3. Hybrid Drug Phenotypes

a) Creeper Phenotype - This phenotype has appeared in several domestic Cannabis crops and it is a frequent phenotype in certain hybrid strains. It has not yet been determined whether this trait is genetically controlled (dominant or recessive), but efforts to develop a true-breeding strain of creepers are meeting with partial success. This phenotype appears when the main stalk of the seedling has grown to about 1 meter (3 feet) in height. It then begins to bend at approximately the middle of the stalk, up to 700 from the vertical, usually in the direction of the sun. Subsequently, the first limbs sag until they touch the ground and begin to grow back up. In extremely loose mulch and humid conditions the limbs will occasionally root along the bottom surface. Possibly as a result of increased light exposure, the primary limbs continue to branch once or twice, creating wide frond-like limbs of buds resembling South Indian strains. This phenotype usually produces very high flower yields. The leaves of these creeper phenotype plants
are nearly always of medium size with 7-11 long, narrow, highly serrated leaflets.

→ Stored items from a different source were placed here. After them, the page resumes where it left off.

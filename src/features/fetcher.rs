use crate::error::{PortalError, PortalResult};
use async_trait::async_trait;
use reqwest::Url;

/// Retrieves a document's raw bytes by reference. Never retries.
#[async_trait]
pub trait DocumentSource: Send + Sync {
    async fn fetch(&self, reference: Option<&str>) -> PortalResult<Vec<u8>>;
}

/// Absolute `http(s)` references are used as-is; anything else is resolved
/// against the store origin.
pub fn resolve_reference(origin: &str, reference: Option<&str>) -> PortalResult<Url> {
    let reference = reference
        .map(str::trim)
        .filter(|r| !r.is_empty())
        .ok_or_else(|| PortalError::DocumentUnavailable("document_reference_missing".into()))?;
    if reference.starts_with("http://") || reference.starts_with("https://") {
        return Url::parse(reference)
            .map_err(|e| PortalError::DocumentUnavailable(format!("document_url_invalid:{e}")));
    }
    let base = Url::parse(origin)
        .map_err(|e| PortalError::DocumentUnavailable(format!("store_origin_invalid:{e}")))?;
    base.join(reference)
        .map_err(|e| PortalError::DocumentUnavailable(format!("document_url_invalid:{e}")))
}
pub mod documents;
pub mod fetcher;
pub mod model;
pub mod pdf;
pub mod session;
pub mod signature_pad;
pub mod signing;
pub mod storage;
pub mod store;

#[cfg(test)]
pub mod fakes;

use crate::state::AppState;
use crate::ui::{node, Button as UiButton, Card as UiCard, Column as UiColumn, Text as UiText};
use model::DocumentKind;
use rust_i18n::t;
use serde_json::Value;

/// A home menu entry.
pub struct Feature {
    pub id: &'static str,
    pub kind: DocumentKind,
    pub action: &'static str,
}

pub fn feature_catalog() -> Vec<Feature> {
    DocumentKind::ALL
        .into_iter()
        .map(|kind| Feature {
            id: kind.id(),
            kind,
            action: if kind == DocumentKind::Gallery {
                "gallery_screen"
            } else {
                "documents_screen"
            },
        })
        .collect()
}

/// Render the home screen using a catalog of sections.
pub fn render_menu(state: &AppState, user_name: &str, catalog: &[Feature]) -> Value {
    let greeting = t!("home_greeting", name = user_name);
    let mut children = vec![
        node(UiText::new(&greeting).size(22.0)),
        node(UiText::new(&t!("home_subtitle")).size(14.0)),
    ];

    let buttons: Vec<Value> = catalog
        .iter()
        .map(|f| {
            let label = documents::section_title(f.kind);
            node(UiButton::new(&label, f.action).id(f.id).payload(f.id))
        })
        .collect();
    children.push(node(UiCard::new(vec![node(UiColumn::new(buttons))]).padding(12)));
    children.push(node(UiButton::new(&t!("sign_out"), "sign_out").id("sign_out_btn")));
    if let Some(err) = &state.last_error {
        children.push(node(
            UiText::new(&err.message)
                .size(14.0)
                .content_description("error_text"),
        ));
    }

    node(UiColumn::new(children).padding(32))
}
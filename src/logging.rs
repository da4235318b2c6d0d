use crate::config::PortalConfig;
use tracing_subscriber::{layer::SubscriberExt, util::SubscriberInitExt, EnvFilter};

/// Installs the global tracing subscriber. Safe to call more than once; later
/// calls are ignored.
pub fn init_tracing(config: &PortalConfig) {
    let filter = EnvFilter::try_new(&config.log_filter).unwrap_or_else(|_| EnvFilter::new("info"));
    let installed = if config.log_json {
        tracing_subscriber::registry()
            .with(filter)
            .with(tracing_subscriber::fmt::layer().json())
            .try_init()
    } else {
        tracing_subscriber::registry()
            .with(filter)
            .with(tracing_subscriber::fmt::layer())
            .try_init()
    };
    if installed.is_ok() {
        tracing::debug!(json = config.log_json, filter = %config.log_filter, "tracing initialised");
    }
}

b) Huge Upright Phenotype - This phenotype is characterized by medium size leaves with narrow, highly serrated leaflets much like the creeper strains, and may also be an acclimatized North American phenotype. In this phenotype, however, a long, straight central stalk from 2 to 4 meters (6.5 to 13 feet) tall forms and the long, slender primary limbs grow in an upright fashion until they are nearly as tall or occasionally taller than the central stalk. This strain resembles the Hindu Kush strains in general shape, except that the entire domestic plant is much larger than the Hindu Kush with long, slender, more highly branched primary limbs, much narrower leaflets, and a higher calyx-to-leaf ratio. These huge upright strains are
also hybrids of many different imported strains and no specific origin may be determined.

The preceding has been a listing of gross phenotypes for several of the many strains of Cannabis occurring worldwide. Although many of them are rare, the seeds appear occasionally due to the extreme mobility of American and European Cannabis enthusiasts. As a consequence of this
extreme mobility, it is feared that many of the world's finest strains of Cannabis have been or may be lost forever due to hybridization with foreign Cannabis populations and the socio-economic displacement of Cannabis cultures worldwide. Collectors and breeders are needed to preserve
these rare and endangered gene pools before it is too late.

Various combinations of these traits are possible and inevitable. The traits that we most often see are most likely dominant and the improvement of Cannabis strains through breeding is most easily accomplished by concentrating on the dominant phenotypes for the most important traits. The best breeders set high goals of limited scope and adhere to their ideals.

All Information stated in this post is copied verbatim from chapter 3 of -Marijuana Botany-
An Advanced Study: The Propagation and Breeding of Distinctive Cannabis
by Robert Connell Clarke
Clarke dedicated that book to Carlton Turner I think or at least speaks fondly of him. Turner was an evil drug czar who said cannabis has no medical benefits and was in on the war on drugs with Regan and helped ruin a lot of peoples lives,good book though.